Únicamente cuando los dos elfos de cabello plateado fueron vistos, el pánico dio paso a la curiosidad y al asombro. Y, para cuando Sithas y Kith-Kanan hubieron dado una vuelta alrededor de palacio para luego conducir a los animales a los Jardines de Astarin en un progresivo descenso en espiral, la noticia se había propagado por la ciudad. Las emociones de los silvanestis se descargaron en un espontáneo estallido de alegría.

Nirakina fue la primera en reunirse con los gemelos cuando las grandes criaturas se posaron en el suelo. La mujer tenía los ojos llenos de lágrimas, y al principio le fue imposible hablar. Besó a sus hijos y luego los miró de arriba abajo, como para constatar que estaban sanos y salvos.

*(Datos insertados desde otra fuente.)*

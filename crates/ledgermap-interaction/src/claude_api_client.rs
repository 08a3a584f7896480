//! Direct REST client for the Claude messages API.
//!
//! Calls the API without any CLI dependency and masks transient overloads
//! behind the bounded retry in [`crate::retry`].
//! Configuration priority: ~/.config/ledgermap/secret.json > environment variables

use async_trait::async_trait;
use once_cell::sync::OnceCell;
use reqwest::{Client, StatusCode};
use serde::{Deserialize, Serialize};
use std::env;
use std::time::Duration;
use tracing::warn;

use crate::config;
use crate::error::UpstreamError;
use crate::retry::{self, RetryPolicy};

const DEFAULT_CLAUDE_MODEL: &str = "claude-3-5-sonnet-20241022";
const BASE_URL: &str = "https://api.anthropic.com/v1/messages";
const ANTHROPIC_VERSION: &str = "2023-06-01";
const DEFAULT_MAX_TOKENS: u32 = 4000;
const DEFAULT_REQUEST_TIMEOUT: Duration = Duration::from_secs(120);

// The status the API uses to shed load. The only HTTP status worth retrying.
const STATUS_OVERLOADED: u16 = 529;

/// One role-tagged message in a conversation, most recent last.
#[derive(Debug, Clone, PartialEq, Serialize, Deserialize)]
pub struct ChatMessage {
    pub role: String,
    pub content: String,
}

impl ChatMessage {
    pub fn user(content: impl Into<String>) -> Self {
        Self {
            role: "user".to_string(),
            content: content.into(),
        }
    }

    pub fn assistant(content: impl Into<String>) -> Self {
        Self {
            role: "assistant".to_string(),
            content: content.into(),
        }
    }
}

/// Anything that can turn a conversation into completion text.
///
/// The application layer only ever sees this trait, so tests substitute
/// scripted implementations and the HTTP client stays in one place.
#[async_trait]
pub trait CompletionClient: Send + Sync {
    /// Sends one prompt exchange and returns the generated text.
    async fn complete(
        &self,
        messages: &[ChatMessage],
        system: Option<&str>,
    ) -> Result<String, UpstreamError>;
}

/// Client for the Claude HTTP API with bounded retry on transient failures.
///
/// The underlying connection pool is created lazily on the first call and
/// shared across calls (and across clones of the surrounding `Arc`); calls
/// are independent and stateless aside from that pool. Callers should
/// [`close`](ClaudeApiClient::close) the client on shutdown.
pub struct ClaudeApiClient {
    http: OnceCell<Client>,
    api_key: String,
    model: String,
    base_url: String,
    max_tokens: u32,
    timeout: Duration,
    retry: RetryPolicy,
}

impl ClaudeApiClient {
    /// Creates a new client with the provided API key and default settings.
    pub fn new(api_key: impl Into<String>) -> Self {
        Self {
            http: OnceCell::new(),
            api_key: api_key.into(),
            model: DEFAULT_CLAUDE_MODEL.to_string(),
            base_url: BASE_URL.to_string(),
            max_tokens: DEFAULT_MAX_TOKENS,
            timeout: DEFAULT_REQUEST_TIMEOUT,
            retry: RetryPolicy::default(),
        }
    }

    /// Loads configuration from ~/.config/ledgermap/secret.json or environment variables.
    ///
    /// Priority:
    /// 1. ~/.config/ledgermap/secret.json
    /// 2. Environment variables (ANTHROPIC_API_KEY or CLAUDE_API_KEY, CLAUDE_MODEL_NAME)
    ///
    /// Model name defaults to `claude-3-5-sonnet-20241022` if not specified.
    pub fn try_from_env() -> Result<Self, UpstreamError> {
        if let Ok(secret_config) = config::load_secret_config() {
            if let Some(claude_config) = secret_config.claude {
                let model = claude_config
                    .model_name
                    .unwrap_or_else(|| DEFAULT_CLAUDE_MODEL.to_string());
                return Ok(Self::new(claude_config.api_key).with_model(model));
            }
        }

        let api_key = env::var("ANTHROPIC_API_KEY")
            .or_else(|_| env::var("CLAUDE_API_KEY"))
            .map_err(|_| {
                UpstreamError::Config(
                    "API key not found in ~/.config/ledgermap/secret.json or environment variables"
                        .to_string(),
                )
            })?;

        let model = env::var("CLAUDE_MODEL_NAME").unwrap_or_else(|_| DEFAULT_CLAUDE_MODEL.to_string());
        Ok(Self::new(api_key).with_model(model))
    }

    /// Overrides the model after construction.
    pub fn with_model(mut self, model: impl Into<String>) -> Self {
        self.model = model.into();
        self
    }

    /// Sets the maximum number of tokens to generate.
    pub fn with_max_tokens(mut self, max_tokens: u32) -> Self {
        self.max_tokens = max_tokens;
        self
    }

    /// Points the client at a different endpoint (test servers, proxies).
    pub fn with_base_url(mut self, base_url: impl Into<String>) -> Self {
        self.base_url = base_url.into();
        self
    }

    /// Sets the per-request network timeout.
    pub fn with_timeout(mut self, timeout: Duration) -> Self {
        self.timeout = timeout;
        self
    }

    /// Overrides the retry schedule.
    pub fn with_retry_policy(mut self, retry: RetryPolicy) -> Self {
        self.retry = retry;
        self
    }

    /// Releases the pooled connections. The next call would lazily create a
    /// fresh pool, so this is only meaningful at shutdown.
    pub fn close(&mut self) {
        self.http.take();
    }

    fn http(&self) -> Result<&Client, UpstreamError> {
        self.http.get_or_try_init(|| {
            Client::builder()
                .timeout(self.timeout)
                .build()
                .map_err(|err| UpstreamError::Config(format!("failed to build HTTP client: {err}")))
        })
    }

    async fn send_request(&self, body: &CreateMessageRequest) -> Result<String, UpstreamError> {
        let response = self
            .http()?
            .post(&self.base_url)
            .header("x-api-key", &self.api_key)
            .header("anthropic-version", ANTHROPIC_VERSION)
            .header("content-type", "application/json")
            .json(body)
            .send()
            .await
            .map_err(|err| UpstreamError::Transport {
                message: format!("Claude API request failed: {err}"),
                retryable: err.is_timeout() || err.is_connect(),
            })?;

        if !response.status().is_success() {
            let status = response.status();
            let body_text = response
                .text()
                .await
                .unwrap_or_else(|_| "failed to read Claude error body".to_string());
            if status.as_u16() == STATUS_OVERLOADED {
                warn!(%status, "Claude API overloaded");
            }
            return Err(map_http_error(status, body_text));
        }

        let parsed: CreateMessageResponse = response
            .json()
            .await
            .map_err(|err| UpstreamError::Malformed(format!("failed to parse Claude response: {err}")))?;

        extract_text_response(parsed)
    }
}

#[async_trait]
impl CompletionClient for ClaudeApiClient {
    async fn complete(
        &self,
        messages: &[ChatMessage],
        system: Option<&str>,
    ) -> Result<String, UpstreamError> {
        let request = CreateMessageRequest {
            model: self.model.clone(),
            max_tokens: self.max_tokens,
            messages: messages.to_vec(),
            system: system.map(str::to_string),
        };

        retry::with_backoff(self.retry, || self.send_request(&request)).await
    }
}

#[derive(Serialize)]
struct CreateMessageRequest {
    model: String,
    max_tokens: u32,
    messages: Vec<ChatMessage>,
    #[serde(skip_serializing_if = "Option::is_none")]
    system: Option<String>,
}

#[derive(Deserialize)]
struct CreateMessageResponse {
    content: Vec<ContentBlockResponse>,
}

#[derive(Deserialize)]
#[serde(tag = "type")]
enum ContentBlockResponse {
    #[serde(rename = "text")]
    Text { text: String },
    #[serde(other)]
    Other,
}

#[derive(Deserialize)]
struct ErrorResponse {
    error: ErrorBody,
}

#[derive(Deserialize)]
struct ErrorBody {
    #[allow(dead_code)]
    r#type: String,
    message: String,
}

fn extract_text_response(response: CreateMessageResponse) -> Result<String, UpstreamError> {
    response
        .content
        .into_iter()
        .find_map(|block| match block {
            ContentBlockResponse::Text { text } => Some(text),
            ContentBlockResponse::Other => None,
        })
        .ok_or(UpstreamError::EmptyCompletion)
}

fn map_http_error(status: StatusCode, body: String) -> UpstreamError {
    let message = serde_json::from_str::<ErrorResponse>(&body)
        .map(|wrapper| wrapper.error.message)
        .unwrap_or(body);

    UpstreamError::Api {
        status: status.as_u16(),
        message,
        retryable: status.as_u16() == STATUS_OVERLOADED,
    }
}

Detrás de su madre, Sithas vio a Tamanier Ambrodel, y su optimismo se acrecentó. Lord Ambrodel había regresado de su misión secreta a Thorbardin. Lealmente, había mantenido en secreto lo que había descubierto, y podría tener noticias decisivas acerca de la alianza enana en la guerra elfa.

—Bienvenido, alteza —dijo Ambrodel con sinceridad, mientras Sithas palmeaba los hombros del chambelán.

—¡Me alegra ver que estás aquí para recibirme! Hablaremos tan pronto como pueda escabullirme.

Ambrodel asintió con la cabeza; en su rostro alargado se traslucía una secreta satisfacción.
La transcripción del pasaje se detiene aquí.